There are some interesting ideas, though. The econet is a sentient fungus which balances the local ecology through a combination of bacteria and viruses which control the mind, so you could have going nuts and sending every creature in a twenty-mile radius at the characters.
And all is forgiven when I see the Octofus. Sentient octopuses. Who can use a mechanical walker in order to move around on land.
Look, any game that lets you play an octopus with a mechanical walker, complete with those cold little eyes staring out from behind the laser sights of a submachinegun, deserves your support. If it were up to me, Id make octofuses the only available race. I love them that much.
Theres also templates available for different climate types, so if you want sentient octopuses from the tundra, theres guidelines on how to alter the creature accordingly.
The book rounds itself out with feats that mutated characters can take to alter their powers making them last longer, do more damage, affect a larger area, like the metamagic feats from D&D. Theres some new character classes, too.
The Agent is basically a spy who specializes in alien species, so if you need to find out why the local ocotfuses are gathering at the border to wave their tentacles at your town in a series of menacing gestures gestures, hes the man that you want to go to.
The Hybrid Diplomat literally alters his genetic structure to better bring himself in line with what the aliens are actually thinking a neat idea, but almost better suited to Traveller or Trinity than Gamma World, since those worlds are much more sedate, and less.
The Messenger strikes me as kinda useless all of your skills are based around delivering the mail, to the point where youre allowed to roll an extra 1d6 and take the best result if youre directly engaged in delivering a message. Its a little Unknown-Armies-esque very much like the Heralds final channel.
The Robots Bane lets you take robots as your favored enemy again, ennnh.
The Scrutinizer is a field zoologist class, with the final level granting the ability to figure out whats exact gesture is required to calm an animal or robot down. Its kind of a neat idea sort of the Jane Goodall of the flame-retardant-vomiting bear set.
The Trapper is kind of a modified wilderness man you get bonuses to making traps, you can track your favored prey better, ending with the ability to make an extra attack in exchange for an attack and defense penalty. Ennh.
The artwork is uniformly excellent Timothy Truman, who just started drawing the stellar Grimjack again, does a lot of artwork here, and its got the mixture of weird technology and strange creatures to fit Trumans skills exactly. (All that you need is the Grateful Dead somewhere in there, and youve got everything that Timothy Truman likes to draw.)
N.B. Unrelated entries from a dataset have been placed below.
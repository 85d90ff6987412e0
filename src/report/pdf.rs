//! Paginated print output.

use super::layout::{
    BODY_FONT_PT, HEADING_FONT_PT, IMAGE_TOP_MM, IMAGE_WIDTH_MM, LINE_PITCH_MM, PAGE_HEIGHT_MM,
    PAGE_WIDTH_MM, Page, PrintLayout, SIDE_MARGIN_MM, TITLE_FONT_PT, TOP_MARGIN_MM, text_width_mm,
};
use crate::error::{ReportError, Result};
use printpdf::{
    BuiltinFont, Image, ImageTransform, IndirectFontRef, Mm, PdfDocument, PdfLayerReference,
};
use std::path::Path;

const IMAGE_DPI: f32 = 300.0;
const MM_PER_INCH: f32 = 25.4;

struct Fonts {
    regular: IndirectFontRef,
    bold: IndirectFontRef,
}

/// Encodes `layout` as PDF bytes. Every exhibit image is read and decoded
/// up front; any failure aborts with [`ReportError::Assembly`].
pub fn write_pdf(layout: &PrintLayout) -> Result<Vec<u8>> {
    let (doc, first_page, first_layer) = PdfDocument::new(
        super::layout::REPORT_TITLE,
        Mm(PAGE_WIDTH_MM),
        Mm(PAGE_HEIGHT_MM),
        "Layer 1",
    );
    let fonts = Fonts {
        regular: doc.add_builtin_font(BuiltinFont::Helvetica)?,
        bold: doc.add_builtin_font(BuiltinFont::HelveticaBold)?,
    };

    for (index, page) in layout.pages.iter().enumerate() {
        let layer = if index == 0 {
            doc.get_page(first_page).get_layer(first_layer)
        } else {
            let (page_index, layer_index) =
                doc.add_page(Mm(PAGE_WIDTH_MM), Mm(PAGE_HEIGHT_MM), "Layer 1");
            doc.get_page(page_index).get_layer(layer_index)
        };

        match page {
            Page::Text { title, lines } => write_text_page(&layer, &fonts, title.as_deref(), lines),
            Page::Exhibit { heading, image } => write_exhibit_page(&layer, &fonts, heading, image)?,
        }
    }

    Ok(doc.save_to_bytes()?)
}

fn write_text_page(layer: &PdfLayerReference, fonts: &Fonts, title: Option<&str>, lines: &[String]) {
    let mut y = PAGE_HEIGHT_MM - TOP_MARGIN_MM - LINE_PITCH_MM;

    if let Some(title) = title {
        let width = text_width_mm(title, TITLE_FONT_PT);
        let x = ((PAGE_WIDTH_MM - width) / 2.0).max(SIDE_MARGIN_MM);
        layer.use_text(title, TITLE_FONT_PT, Mm(x), Mm(y), &fonts.bold);
        y -= 2.0 * LINE_PITCH_MM;
    }

    for line in lines {
        if !line.is_empty() {
            layer.use_text(line.as_str(), BODY_FONT_PT, Mm(SIDE_MARGIN_MM), Mm(y), &fonts.regular);
        }
        y -= LINE_PITCH_MM;
    }
}

fn write_exhibit_page(
    layer: &PdfLayerReference,
    fonts: &Fonts,
    heading: &str,
    path: &Path,
) -> Result<()> {
    let bytes = std::fs::read(path).map_err(|e| {
        ReportError::Assembly(format!("cannot read exhibit {}: {e}", path.display()))
    })?;
    let decoded = image::load_from_memory(&bytes).map_err(|e| {
        ReportError::Assembly(format!("cannot decode exhibit {}: {e}", path.display()))
    })?;
    let rgb = image::DynamicImage::ImageRgb8(decoded.to_rgb8());

    layer.use_text(
        heading,
        HEADING_FONT_PT,
        Mm(SIDE_MARGIN_MM),
        Mm(PAGE_HEIGHT_MM - TOP_MARGIN_MM - LINE_PITCH_MM),
        &fonts.bold,
    );

    let native_width_mm = rgb.width() as f32 / IMAGE_DPI * MM_PER_INCH;
    let native_height_mm = rgb.height() as f32 / IMAGE_DPI * MM_PER_INCH;
    if native_width_mm <= 0.0 {
        return Err(ReportError::Assembly(format!(
            "exhibit {} has no pixels",
            path.display()
        )));
    }
    let scale = IMAGE_WIDTH_MM / native_width_mm;
    let bottom = PAGE_HEIGHT_MM - IMAGE_TOP_MM - native_height_mm * scale;

    Image::from_dynamic_image(&rgb).add_to_layer(
        layer.clone(),
        ImageTransform {
            translate_x: Some(Mm(SIDE_MARGIN_MM)),
            translate_y: Some(Mm(bottom)),
            scale_x: Some(scale),
            scale_y: Some(scale),
            dpi: Some(IMAGE_DPI),
            ..Default::default()
        },
    );
    Ok(())
}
It should be noted that Im a Tim Truman fanboy - I mean, shit, look at this and tell me that's not the coolest goddamn thing you've ever seen - but there are no clinkers in the lot. The illustration for the clochwhirl has an almost Geoff Darrow level of detail, for instance, and the Deranged illustration summarizes the concept in a nutshell while suggesting a really awesome scenario in the bargain. A book in which theres no bad art is a book with excellent artists, and those involved with this books illustration should pat themselves on the back.
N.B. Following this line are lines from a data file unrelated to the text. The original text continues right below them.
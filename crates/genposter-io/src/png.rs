use std::fs::File;
use std::io::{BufWriter, Write};
use std::path::Path;

use image::codecs::png::PngEncoder;
use image::{ExtendedColorType, ImageEncoder};

use genposter_core::Scene;
use genposter_renderer::{rasterize, Canvas, Viewport};

use crate::error::ExportError;

/// Streams a rasterized canvas out as an RGB8 PNG.
pub struct PngWriter<W: Write> {
    writer: W,
}

impl<W: Write> PngWriter<W> {
    pub fn new(writer: W) -> Self {
        Self { writer }
    }

    pub fn write(&mut self, canvas: &Canvas) -> Result<(), ExportError> {
        let encoder = PngEncoder::new(&mut self.writer);
        encoder.write_image(
            canvas.as_rgb8(),
            canvas.width(),
            canvas.height(),
            ExtendedColorType::Rgb8,
        )?;
        self.writer.flush()?;
        Ok(())
    }

    pub fn into_inner(self) -> W {
        self.writer
    }
}

/// Encode a canvas to in-memory PNG bytes.
pub fn encode_png(canvas: &Canvas) -> Result<Vec<u8>, ExportError> {
    let mut writer = PngWriter::new(Vec::new());
    writer.write(canvas)?;
    Ok(writer.into_inner())
}

/// Rasterize a scene at `dpi` into an RGB8 canvas.
pub fn render_scene(scene: &Scene, dpi: f64) -> Result<Canvas, ExportError> {
    let viewport = Viewport::for_scene(scene, dpi)?;
    let canvas = rasterize(scene, &viewport)?;
    log::info!("Rendered {}x{} poster", canvas.width(), canvas.height());
    Ok(canvas)
}

/// Rasterize a scene at `dpi` and encode it as PNG bytes.
pub fn export_scene(scene: &Scene, dpi: f64) -> Result<Vec<u8>, ExportError> {
    let bytes = encode_png(&render_scene(scene, dpi)?)?;
    log::debug!("Encoded poster ({} bytes)", bytes.len());
    Ok(bytes)
}

pub fn write_png(path: &Path, canvas: &Canvas) -> Result<(), ExportError> {
    let file = File::create(path)?;
    PngWriter::new(BufWriter::new(file)).write(canvas)?;
    log::info!("Wrote poster to {}", path.display());
    Ok(())
}

/// Download name for a poster: `poster_<style>_seed<seed>.png`, with
/// `random` in place of the seed for unseeded renders.
pub fn download_filename(style: &str, seed: Option<u64>) -> String {
    let style = style.trim().to_lowercase().replace(char::is_whitespace, "-");
    match seed {
        Some(seed) => format!("poster_{}_seed{}.png", style, seed),
        None => format!("poster_{}_seedrandom.png", style),
    }
}

#[cfg(test)]
mod tests {
    use super::*;
    use genposter_core::{generate_poster, PosterParams, Rgb};

    const PNG_SIGNATURE: [u8; 8] = [0x89, b'P', b'N', b'G', 0x0D, 0x0A, 0x1A, 0x0A];

    #[test]
    fn test_encode_png_signature_and_size() {
        let scene = generate_poster(&PosterParams::default().with_seed(Some(42))).unwrap();
        let bytes = export_scene(&scene, 20.0).unwrap();
        assert_eq!(&bytes[..8], &PNG_SIGNATURE);

        let decoded = image::load_from_memory(&bytes).unwrap();
        assert_eq!(decoded.width(), 140);
        assert_eq!(decoded.height(), 200);
    }

    #[test]
    fn test_background_survives_encoding() {
        let canvas = Canvas::new(4, 4, Rgb::from_u8(0xfb, 0xfb, 0xf8));
        let bytes = encode_png(&canvas).unwrap();
        let decoded = image::load_from_memory(&bytes).unwrap().to_rgb8();
        assert_eq!(decoded.get_pixel(3, 3).0, [0xfb, 0xfb, 0xf8]);
    }

    #[test]
    fn test_export_rejects_bad_dpi() {
        let scene = generate_poster(&PosterParams::default().with_layers(0)).unwrap();
        assert!(matches!(export_scene(&scene, -1.0), Err(ExportError::Render(_))));
    }

    #[test]
    fn test_render_scene_matches_viewport() {
        let scene = generate_poster(&PosterParams::default().with_seed(Some(5)).with_layers(3)).unwrap();
        let canvas = render_scene(&scene, 30.0).unwrap();
        assert_eq!((canvas.width(), canvas.height()), (210, 300));
        assert!(matches!(render_scene(&scene, 0.0), Err(ExportError::Render(_))));
    }

    #[test]
    fn test_write_rendered_scene_to_disk() {
        let scene = generate_poster(&PosterParams::default().with_seed(Some(9)).with_layers(2)).unwrap();
        let canvas = render_scene(&scene, 20.0).unwrap();
        let path = std::env::temp_dir().join(format!("genposter_write_{}.png", std::process::id()));
        write_png(&path, &canvas).unwrap();

        let bytes = std::fs::read(&path).unwrap();
        assert_eq!(&bytes[..8], &PNG_SIGNATURE);
        let decoded = image::load_from_memory(&bytes).unwrap().to_rgb8();
        assert_eq!((decoded.width(), decoded.height()), (140, 200));
        assert_eq!(decoded.as_raw().as_slice(), canvas.as_rgb8());
        std::fs::remove_file(&path).unwrap();
    }

    #[test]
    fn test_download_filename() {
        assert_eq!(download_filename("Vivid", Some(42)), "poster_vivid_seed42.png");
        assert_eq!(download_filename("Vivid", None), "poster_vivid_seedrandom.png");
        assert_eq!(download_filename("Soft Pastel", Some(7)), "poster_soft-pastel_seed7.png");
    }
}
Anyways: Ultimately, I cant find myself able to recommend this book. Its got some immensely interesting stuff in it, especially in the robot section; its also got some massively silly stuff, like well, the bear. The book just needs more direction to decide what the Gamma World is and to work with it, instead of ping-ponging from silly to straightfaced with every other monster. Theres also a lot of material that just didnt need to be in there, like the bulk of the natural life chapter, and most of the character classes. Its worth paging through, or buying if you like silly monsters, but I dont think that its worth buying for its full price.